Representantes do Sindicato dos Estabelecimentos de Ensino no Estado de Pernambuco (Sinepe-PE) reuniram-se, na tarde desta terça-feira (29), com o reitor da Universidade de Pernambuco (UPE), Pedro Falcão, para oferecer prédios de escolas privadas do Estado para a aplicação das provas do Sistema Seriado de Avaliação (SSA) 1 e 2. Os exames foram adiados para os dias 29 e 30 de janeiro de 2017 por conta da ocupação de duas escolas que seriam usadas como locais de prova pela universidade. O Sinepe espera que a disponibilização dos espaços faça com que as datas sejam revistas e a avaliação, antecipada. Segundo o presidente da entidade, José Ricardo Diniz, o reitor comprometeu-se a se posicionar sobre a oferta até o final desta semana.
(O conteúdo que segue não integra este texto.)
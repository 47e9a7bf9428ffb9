use nc_core::{
    ArticleRecord, ArticleStub, ContentSanitizer, CrawlFailure, CrawlResult, DateWindow, Error,
    StopReason,
};
use nc_storage::{FlushReport, UpsertStore};
use std::collections::HashSet;
use std::sync::atomic::{AtomicBool, Ordering};
use std::sync::Arc;
use std::time::Duration;

use crate::browser::BrowserSession;
use crate::extractor::PageExtractor;
use crate::logging::Logger;

pub const DEFAULT_MAX_PAGES: u32 = 10;

/// Cooperative stop signal shared between a caller and running crawls.
#[derive(Debug, Clone, Default)]
pub struct CancelFlag(Arc<AtomicBool>);

impl CancelFlag {
    pub fn new() -> Self {
        Self::default()
    }

    pub fn cancel(&self) {
        self.0.store(true, Ordering::SeqCst);
    }

    pub fn is_cancelled(&self) -> bool {
        self.0.load(Ordering::SeqCst)
    }
}

/// Walks an extractor's listing pages and feeds in-window articles to the store.
///
/// Pagination ends on the first empty page, on `max_pages`, on cancellation,
/// or once every dated new stub on a page is older than the window start.
/// That last rule assumes the source lists articles newest first
/// (non-increasing `published_at`); a source that does not will be cut short.
///
/// Stubs are deduplicated by URL for the lifetime of the controller, so one
/// controller serves exactly one run.
pub struct PaginationController {
    window: DateWindow,
    max_pages: u32,
    request_delay: Duration,
    sanitizer: ContentSanitizer,
    cancel: CancelFlag,
    seen: HashSet<String>,
}

impl PaginationController {
    pub fn new(window: DateWindow, max_pages: u32) -> Self {
        Self {
            window,
            max_pages,
            request_delay: Duration::ZERO,
            sanitizer: ContentSanitizer::default(),
            cancel: CancelFlag::default(),
            seen: HashSet::new(),
        }
    }

    /// Pause after each article fetch.
    pub fn with_request_delay(mut self, request_delay: Duration) -> Self {
        self.request_delay = request_delay;
        self
    }

    pub fn with_sanitizer(mut self, sanitizer: ContentSanitizer) -> Self {
        self.sanitizer = sanitizer;
        self
    }

    pub fn with_cancel_flag(mut self, cancel: CancelFlag) -> Self {
        self.cancel = cancel;
        self
    }

    pub fn window(&self) -> &DateWindow {
        &self.window
    }

    pub async fn run(
        &mut self,
        extractor: &dyn PageExtractor,
        session: &mut BrowserSession,
        store: &mut UpsertStore,
        result: &mut CrawlResult,
    ) {
        let log = Logger::for_source(extractor.source());
        let sanitizer = self.sanitizer.extended(extractor.ad_phrases().iter().cloned());

        for page in 1..=self.max_pages {
            if self.cancel.is_cancelled() {
                result.stop_reason = Some(StopReason::Cancelled);
                return;
            }
            result.pages_visited += 1;

            let stubs = match extractor.list_page(session, page).await {
                Ok(stubs) => stubs,
                Err(e) => {
                    log.warn(&format!("page {} failed: {}", page, e));
                    result.record_failure(CrawlFailure::page(page, e));
                    continue;
                }
            };
            if stubs.is_empty() {
                log.info(&format!("page {} is empty, stopping", page));
                result.stop_reason = Some(StopReason::EmptyPage);
                return;
            }

            let fresh: Vec<ArticleStub> = stubs
                .into_iter()
                .filter(|stub| self.seen.insert(stub.url.clone()))
                .collect();
            let exhausted = self.page_exhausted(&fresh);
            log.debug(&format!("page {}: {} new stub(s)", page, fresh.len()));

            for stub in &fresh {
                if self.cancel.is_cancelled() {
                    result.stop_reason = Some(StopReason::Cancelled);
                    return;
                }
                if stub.published_at.is_some() && !self.window.includes(stub.published_at.as_ref()) {
                    result.skipped += 1;
                    continue;
                }

                self.process_stub(extractor, session, store, &sanitizer, stub, result, &log)
                    .await;

                if !self.request_delay.is_zero() {
                    tokio::time::sleep(self.request_delay).await;
                }
            }

            if exhausted {
                log.info(&format!("page {} is older than the window, stopping", page));
                result.stop_reason = Some(StopReason::Exhausted);
                return;
            }
        }

        result.stop_reason = Some(StopReason::MaxPages);
    }

    fn page_exhausted(&self, stubs: &[ArticleStub]) -> bool {
        let mut dated = stubs.iter().filter_map(|s| s.published_at.as_ref()).peekable();
        dated.peek().is_some() && dated.all(|ts| self.window.precedes_start(ts))
    }

    #[allow(clippy::too_many_arguments)]
    async fn process_stub(
        &self,
        extractor: &dyn PageExtractor,
        session: &mut BrowserSession,
        store: &mut UpsertStore,
        sanitizer: &ContentSanitizer,
        stub: &ArticleStub,
        result: &mut CrawlResult,
        log: &Logger,
    ) {
        let record = match extractor.fetch_article(session, stub).await {
            Ok(Some(record)) => record,
            Ok(None) => {
                log.warn(&format!("no article extracted from {}", stub.url));
                result.record_failure(CrawlFailure::new(&stub.url, "extractor returned no article"));
                return;
            }
            Err(e) => {
                log.warn(&format!("failed to fetch {}: {}", stub.url, e));
                result.record_failure(CrawlFailure::new(&stub.url, e));
                return;
            }
        };
        result.fetched += 1;

        if !self.window.includes(Some(&record.published_at)) {
            log.debug(&format!("{} is outside the window", stub.url));
            result.skipped += 1;
            return;
        }

        let record = match self.prepare(record, stub, extractor.source(), sanitizer) {
            Ok(record) => record,
            Err(e) => {
                result.record_failure(CrawlFailure::new(&stub.url, e));
                return;
            }
        };

        match store.save(record).await {
            Ok((_, Some(report))) => apply_report(result, report),
            Ok((_, None)) => {}
            Err(e) => record_save_error(result, &stub.url, e),
        }
    }

    fn prepare(
        &self,
        mut record: ArticleRecord,
        stub: &ArticleStub,
        source: &str,
        sanitizer: &ContentSanitizer,
    ) -> Result<ArticleRecord, Error> {
        record.merge_stub(stub);
        if record.url.is_empty() {
            record.url = stub.url.clone();
        }
        if record.source.is_empty() {
            record.source = source.to_string();
        }
        sanitizer.sanitize_record(&mut record);
        if record.title.is_empty() {
            return Err(Error::Extraction("article has no title".to_string()));
        }
        Ok(record)
    }
}

pub(crate) fn apply_report(result: &mut CrawlResult, report: FlushReport) {
    result.inserted += report.inserted;
    result.updated += report.updated;
}

/// Attributes a persistence failure to every URL it lost.
pub(crate) fn record_save_error(result: &mut CrawlResult, url: &str, error: Error) {
    match error {
        Error::BatchWrite { urls, reason } => {
            for lost in urls {
                result.record_failure(CrawlFailure::new(lost, format!("batch write failed: {}", reason)));
            }
        }
        other => result.record_failure(CrawlFailure::new(url, other)),
    }
}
“Entregamos o nosso pleito ao magnífico reitor e ao presidente da Comissão de Vestibulares da UPE, disponibilizando espaços físicos no Estado inteiro para a realização das provas. Até o final da semana teremos outra reunião com eles para que a resposta seja dada”, afirmou Diniz.
Ainda de acordo com o presidente do sindicato, na reunião não foram estabelecidas novas datas para as avaliações, portanto, ao menos por enquanto, ambas as fases do Seriado seguem agendadas para o final de janeiro. Diniz disse também que, apesar da boa expectativa em relação à resposta da UPE, a suspensão das avaliações já causou grandes estragos, sobretudo na rotina dos estudantes que vão realizá-las.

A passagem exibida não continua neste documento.